Теория прав человека, поскольку она с самого начала выдает себя за всеобщую истину, в некоторых отношениях представляет собой реакцию на релятивизм. И в этом заметен определенный парадокс, поскольку эта теория проистекает из того самого учения либерализма, которое исторически как раз узаконило релятивизм, провозгласив равное право каждого индивида стремиться к тем целям, которые он выбрал по собственной воле. (Противоречие со всей очевидностью обнаруживается у тех, кто возносят хвалу «мультикультурализму», основываясь на строго релятивистской позиции, и при этом в то же самое время разоблачают ту или иную культурную традицию, считая ее «ущемлением прав человека»). Однако идеология прав человека, если она и избегает релятивизма, склоняется к противоположному риску, впадая в этноцентризм.

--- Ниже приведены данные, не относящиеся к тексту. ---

use crate::{backend::PageResult, error::GridError, query::GridState};

/// State after activating "go to page `page`", or `None` when that page is
/// already the current one (displayed, or requested and in flight). Upper
/// bounds are the backend's call.
pub fn go_to_page(state: &GridState, page: u32) -> Result<Option<GridState>, GridError> {
    if page == 0 {
        return Err(GridError::InvalidPage(page));
    }
    if page == state.page {
        return Ok(None);
    }
    Ok(Some(GridState { page, ..*state }))
}

/// Number of pages known from a result shown for `displayed_page`.
///
/// A full page followed by more rows fixes the page size, so the total can be
/// derived from the backend's count. A last page ends the listing.
pub fn known_page_count(displayed_page: u32, result: &PageResult) -> u32 {
    if !result.has_next_page {
        return displayed_page.max(1);
    }
    let per_page = result.rows.len() as u64;
    let from_count = if per_page == 0 {
        0
    } else {
        u32::try_from(result.total_count.div_ceil(per_page)).unwrap_or(u32::MAX)
    };
    from_count.max(displayed_page.saturating_add(1))
}

#[cfg(test)]
#[path = "tests/pagination_tests.rs"]
mod tests;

Именно это констатировал Юбер Ведрин, бывший министр иностранных дел, сказавший, что догма прав человека заставляет считать «западные ценности, принимаемые скопом, без разбора и возможности обсуждения, ценностями всеобщими и неизменными, так что любые вопросы по их поводу и любой прагматизм признаются святотатством»[105].

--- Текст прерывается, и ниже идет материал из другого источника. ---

//! Fixtures shared by the unit tests: an in-memory listing, a backend whose
//! responses can be held back per request, and a loopback HTTP stub.

use std::{
    cmp::Ordering,
    collections::HashMap,
    sync::{Arc, Mutex as StdMutex},
};

use async_trait::async_trait;
use axum::{
    extract::{OriginalUri, Query, State},
    http::{HeaderMap, StatusCode},
    response::{IntoResponse, Response},
    routing::get,
    Json, Router,
};
use chrono::{Duration, TimeZone, Utc};
use shared::{
    domain::{DocumentId, Role},
    error::ApiError,
    ordering::{DocumentOrdering, OrderingField, SortDirection},
    protocol::{DocumentSummary, DocumentsPage, DOCUMENTS_PATH, USER_ID_HEADER},
};
use tokio::{net::TcpListener, sync::oneshot};
use uuid::Uuid;

use crate::{
    backend::{DocumentsBackend, PageResult},
    error::GridError,
    query::DocumentsRequest,
};

const TITLES: [&str; 8] = [
    "quarterly report",
    "Budget",
    "onboarding",
    "Zephyr notes",
    "alpha draft",
    "Meeting minutes",
    "roadmap",
    "Charter",
];

/// `count` documents with mixed-case titles, cycling roles and distinct timestamps.
pub fn sample_documents(count: usize) -> Vec<DocumentSummary> {
    let base = Utc
        .with_ymd_and_hms(2024, 1, 15, 10, 0, 0)
        .single()
        .expect("timestamp");
    (0..count)
        .map(|index| {
            let created_at = base + Duration::hours(index as i64);
            DocumentSummary {
                id: DocumentId(Uuid::from_u128(index as u128 + 1)),
                title: format!("{} {index:02}", TITLES[index % TITLES.len()]),
                created_at,
                updated_at: created_at + Duration::minutes(((index * 37) % 100) as i64),
                user_role: Role::ALL[index % Role::ALL.len()],
                member_count: (index % 5) as u32 + 1,
            }
        })
        .collect()
}

fn compare(a: &DocumentSummary, b: &DocumentSummary, field: OrderingField) -> Ordering {
    let primary = match field {
        OrderingField::Title => a.title.to_lowercase().cmp(&b.title.to_lowercase()),
        OrderingField::CreatedAt => a.created_at.cmp(&b.created_at),
        OrderingField::UpdatedAt => a.updated_at.cmp(&b.updated_at),
    };
    primary.then_with(|| a.id.cmp(&b.id))
}

/// Sorts and slices `documents` the way the listing endpoint does.
pub fn listing_page(
    documents: &[DocumentSummary],
    page_size: usize,
    page: u32,
    ordering: Option<DocumentOrdering>,
    documents_url: &str,
) -> Result<DocumentsPage, ApiError> {
    let mut sorted = documents.to_vec();
    let ordering = ordering.unwrap_or(DocumentOrdering::descending(OrderingField::CreatedAt));
    sorted.sort_by(|a, b| {
        let ord = compare(a, b, ordering.field);
        match ordering.direction {
            SortDirection::Ascending => ord,
            SortDirection::Descending => ord.reverse(),
        }
    });

    let last_page = sorted.len().div_ceil(page_size).max(1);
    let page_index = page as usize;
    if page_index == 0 || page_index > last_page {
        return Err(ApiError::not_found("invalid page"));
    }
    let results: Vec<_> = sorted
        .into_iter()
        .skip((page_index - 1) * page_size)
        .take(page_size)
        .collect();
    let link = |page: usize| format!("{documents_url}?page={page}&ordering={ordering}");
    Ok(DocumentsPage {
        count: documents.len() as u64,
        next: (page_index < last_page).then(|| link(page_index + 1)),
        previous: (page_index > 1).then(|| link(page_index - 1)),
        results,
    })
}

#[derive(Debug)]
pub enum GateAction {
    Respond,
    Fail(u16),
}

/// In-memory backend; responses for gated requests wait until released.
pub struct FixtureBackend {
    documents: Vec<DocumentSummary>,
    page_size: usize,
    gates: StdMutex<HashMap<DocumentsRequest, oneshot::Receiver<GateAction>>>,
    calls: StdMutex<Vec<DocumentsRequest>>,
}

impl FixtureBackend {
    pub fn new(documents: Vec<DocumentSummary>, page_size: usize) -> Arc<Self> {
        Arc::new(Self {
            documents,
            page_size,
            gates: StdMutex::new(HashMap::new()),
            calls: StdMutex::new(Vec::new()),
        })
    }

    /// Holds back the next response to `request` until the returned sender fires.
    pub fn gate(&self, request: DocumentsRequest) -> oneshot::Sender<GateAction> {
        let (tx, rx) = oneshot::channel();
        self.gates.lock().expect("gates").insert(request, rx);
        tx
    }

    pub fn calls(&self) -> Vec<DocumentsRequest> {
        self.calls.lock().expect("calls").clone()
    }

    pub fn page(&self, request: &DocumentsRequest) -> Result<PageResult, GridError> {
        listing_page(
            &self.documents,
            self.page_size,
            request.page,
            request.ordering,
            "http://fixture/documents/",
        )
        .map(PageResult::from)
        .map_err(|err| GridError::Status {
            url: request.path_and_query(),
            status: 404,
            code: Some(err.code),
            message: err.message,
        })
    }
}

#[async_trait]
impl DocumentsBackend for FixtureBackend {
    async fn list_documents(&self, request: &DocumentsRequest) -> Result<PageResult, GridError> {
        self.calls.lock().expect("calls").push(*request);
        let gate = self.gates.lock().expect("gates").remove(request);
        if let Some(gate) = gate {
            if let Ok(GateAction::Fail(status)) = gate.await {
                return Err(GridError::Status {
                    url: request.path_and_query(),
                    status,
                    code: None,
                    message: "injected failure".into(),
                });
            }
        }
        self.page(request)
    }
}

#[derive(Clone)]
struct StubState {
    documents: Arc<Vec<DocumentSummary>>,
    page_size: usize,
    base_url: String,
    seen: Arc<StdMutex<Vec<SeenRequest>>>,
}

#[derive(Debug, Clone)]
pub struct SeenRequest {
    pub path_and_query: String,
    pub user_id: Option<String>,
}

pub struct StubServer {
    pub url: String,
    seen: Arc<StdMutex<Vec<SeenRequest>>>,
}

impl StubServer {
    pub fn seen(&self) -> Vec<SeenRequest> {
        self.seen.lock().expect("seen").clone()
    }
}

async fn stub_list_documents(
    State(state): State<StubState>,
    OriginalUri(uri): OriginalUri,
    headers: HeaderMap,
    Query(params): Query<HashMap<String, String>>,
) -> Response {
    state.seen.lock().expect("seen").push(SeenRequest {
        path_and_query: uri
            .path_and_query()
            .map(|pq| pq.as_str().to_string())
            .unwrap_or_default(),
        user_id: headers
            .get(USER_ID_HEADER)
            .and_then(|value| value.to_str().ok())
            .map(str::to_string),
    });

    let page = params
        .get("page")
        .map(|raw| raw.parse::<u32>().unwrap_or(0))
        .unwrap_or(1);
    let ordering = match params.get("ordering").map(|raw| raw.parse()).transpose() {
        Ok(ordering) => ordering,
        Err(err) => {
            return (
                StatusCode::BAD_REQUEST,
                Json(ApiError::validation(format!("{err}"))),
            )
                .into_response()
        }
    };
    let documents_url = format!("{}{DOCUMENTS_PATH}", state.base_url);
    match listing_page(&state.documents, state.page_size, page, ordering, &documents_url) {
        Ok(body) => Json(body).into_response(),
        Err(err) => (StatusCode::NOT_FOUND, Json(err)).into_response(),
    }
}

pub async fn spawn_stub_server(documents: Vec<DocumentSummary>, page_size: usize) -> StubServer {
    std::env::set_var("NO_PROXY", "127.0.0.1,localhost");
    let listener = TcpListener::bind("127.0.0.1:0").await.expect("bind");
    let addr = listener.local_addr().expect("addr");
    let url = format!("http://{addr}");
    let seen = Arc::new(StdMutex::new(Vec::new()));
    let state = StubState {
        documents: Arc::new(documents),
        page_size,
        base_url: url.clone(),
        seen: Arc::clone(&seen),
    };
    let app = Router::new()
        .route(DOCUMENTS_PATH, get(stub_list_documents))
        .with_state(state);
    tokio::spawn(async move {
        let _ = axum::serve(listener, app).await;
    });
    StubServer { url, seen }
}

/// Serves a fixed status and body for every listing request.
pub async fn spawn_raw_server(status: StatusCode, body: serde_json::Value) -> String {
    std::env::set_var("NO_PROXY", "127.0.0.1,localhost");
    let listener = TcpListener::bind("127.0.0.1:0").await.expect("bind");
    let addr = listener.local_addr().expect("addr");
    let app = Router::new().route(
        DOCUMENTS_PATH,
        get(move || {
            let body = body.clone();
            async move { (status, Json(body)) }
        }),
    );
    tokio::spawn(async move {
        let _ = axum::serve(listener, app).await;
    });
    format!("http://{addr}")
}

«Считать доказанным то, что без явного признания прав человека жизнь была бы хаотичной и лишенной смысла, — пишет со своей стороны Раймундо Паниккар, — это признак той самой ментальности, которая предполагает, что без веры в единого Бога, как он мыслится в авраамической традиции, человеческая жизнь развалится, превратившись в полную анархию. Достаточно лишь развить ту же логику, и мы придем к выводу, что, к примеру, атеисты, буддисты или анимисты должны считаться отклонением от человеческой нормы. И точно так же можно сказать: или права человека, или хаос»[106].

Такого перехода сложно избежать. Как только определенная доктрина или культура берет на себя роль носительницы «всеобщего» послания, она начинает проявлять непреодолимую склонность к универсализации своих частных ценностей. И тогда она принижает ценности других, которые она считает ложными, иррациональными, несовершенными или попросту устаревшими. И с совершенно чистой совестью, ведь она убеждена в том, что говорит от лица истины, такая культура провозглашает нетерпимость. «Универсалистская доктрина неизбежно сдвигается к формулировкам, равноценным формулам единой партии», — писал Леви–Стросс[107].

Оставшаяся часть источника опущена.